• Material supplied
★ ★ ★ ★ ★
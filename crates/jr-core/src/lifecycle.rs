//! Process-scoped lifecycle: root cancellation, global wait-group, signals

use std::future::Future;
use std::time::Duration;

use tokio::task::JoinHandle;
use tokio_util::sync::CancellationToken;
use tokio_util::task::TaskTracker;

use crate::report::Reporter;

/// Root context shared by every session in the process
#[derive(Debug, Clone)]
pub struct Lifecycle {
    root: CancellationToken,
    tracker: TaskTracker,
    reporter: Reporter,
}

impl Lifecycle {
    /// Create a new lifecycle with a fresh root token
    pub fn new() -> Self {
        let root = CancellationToken::new();
        Self {
            reporter: Reporter::new(root.clone()),
            root,
            tracker: TaskTracker::new(),
        }
    }

    /// Root cancellation token
    pub fn root(&self) -> &CancellationToken {
        &self.root
    }

    /// Report sink bound to the root token
    pub fn reporter(&self) -> &Reporter {
        &self.reporter
    }

    /// Global wait-group
    pub fn tracker(&self) -> &TaskTracker {
        &self.tracker
    }

    /// Spawn a task that shutdown will wait for
    pub fn spawn<F>(&self, task: F) -> JoinHandle<F::Output>
    where
        F: Future + Send + 'static,
        F::Output: Send + 'static,
    {
        self.tracker.spawn(task)
    }

    /// Cancel the root and wait up to `grace` for tracked tasks to drain.
    ///
    /// Returns `false` if the grace period ran out first.
    pub async fn shutdown(&self, grace: Duration) -> bool {
        self.root.cancel();
        self.tracker.close();
        match tokio::time::timeout(grace, self.tracker.wait()).await {
            Ok(()) => true,
            Err(_) => {
                tracing::warn!(
                    "{} tasks still running after {:?} shutdown grace period",
                    self.tracker.len(),
                    grace
                );
                false
            }
        }
    }
}

impl Default for Lifecycle {
    fn default() -> Self {
        Self::new()
    }
}

/// Wait for Ctrl+C, SIGTERM or SIGQUIT
pub async fn shutdown_signal() {
    let ctrl_c = async {
        if let Err(e) = tokio::signal::ctrl_c().await {
            tracing::error!("Failed to listen for Ctrl+C: {}", e);
            std::future::pending::<()>().await;
        }
    };

    #[cfg(unix)]
    let terminate = async {
        use tokio::signal::unix::{signal, SignalKind};

        match (signal(SignalKind::terminate()), signal(SignalKind::quit())) {
            (Ok(mut term), Ok(mut quit)) => {
                tokio::select! {
                    _ = term.recv() => tracing::info!("Received SIGTERM, initiating shutdown..."),
                    _ = quit.recv() => tracing::info!("Received SIGQUIT, initiating shutdown..."),
                }
            }
            (Err(e), _) | (_, Err(e)) => {
                tracing::error!("Failed to install signal handler: {}", e);
                std::future::pending::<()>().await;
            }
        }
    };

    #[cfg(not(unix))]
    let terminate = std::future::pending::<()>();

    tokio::select! {
        _ = ctrl_c => {
            tracing::info!("Received Ctrl+C, initiating shutdown...");
        }
        _ = terminate => {}
    }
}

#[cfg(test)]
mod tests {
    use super::*;

    #[tokio::test]
    async fn test_shutdown_waits_for_tracked_tasks() {
        let lifecycle = Lifecycle::new();
        let root = lifecycle.root().clone();
        lifecycle.spawn(async move {
            root.cancelled().await;
            tokio::time::sleep(Duration::from_millis(20)).await;
        });

        assert!(lifecycle.shutdown(Duration::from_secs(2)).await);
        assert!(lifecycle.tracker().is_empty());
    }

    #[tokio::test]
    async fn test_shutdown_grace_expires() {
        let lifecycle = Lifecycle::new();
        lifecycle.spawn(std::future::pending::<()>());

        assert!(!lifecycle.shutdown(Duration::from_millis(20)).await);
    }

    #[tokio::test]
    async fn test_fatal_report_cancels_lifecycle() {
        let lifecycle = Lifecycle::new();
        lifecycle
            .reporter()
            .report("startup", crate::Severity::Error, &"bind failed", true, false);
        assert!(lifecycle.root().is_cancelled());
    }
}
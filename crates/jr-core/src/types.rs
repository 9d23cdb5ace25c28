//! Core domain types

use serde::{Deserialize, Serialize};
use std::fmt;

/// Header carrying the browser-tab identifier (`clientId`; header names are case-insensitive)
pub const CLIENT_ID_HEADER: &str = "clientid";

/// Opaque identifier of one browser connection, used as the registry key
#[derive(Debug, Clone, PartialEq, Eq, Hash, Serialize, Deserialize)]
pub struct ClientId(pub String);

impl ClientId {
    /// Create a new client ID
    pub fn new(id: impl Into<String>) -> Self {
        Self(id.into())
    }

    /// Generate a random client ID for connections that did not send one
    pub fn generate() -> Self {
        Self(uuid::Uuid::new_v4().to_string())
    }

    /// Take the ID from a header value, generating one when it is missing or empty
    pub fn from_header(value: Option<&str>) -> Self {
        match value.map(str::trim) {
            Some(id) if !id.is_empty() => Self::new(id),
            _ => Self::generate(),
        }
    }

    /// Get the raw ID string
    pub fn as_str(&self) -> &str {
        &self.0
    }
}

impl fmt::Display for ClientId {
    fn fmt(&self, f: &mut fmt::Formatter<'_>) -> fmt::Result {
        write!(f, "{}", self.0)
    }
}

impl From<String> for ClientId {
    fn from(s: String) -> Self {
        Self(s)
    }
}

impl From<&str> for ClientId {
    fn from(s: &str) -> Self {
        Self(s.to_string())
    }
}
★ ★ ★ ★ ★
• What the task requires
Of the lines above, show those in which "struct" appears.

• Exercise result
pub struct Lifecycle {
pub struct ClientId(pub String);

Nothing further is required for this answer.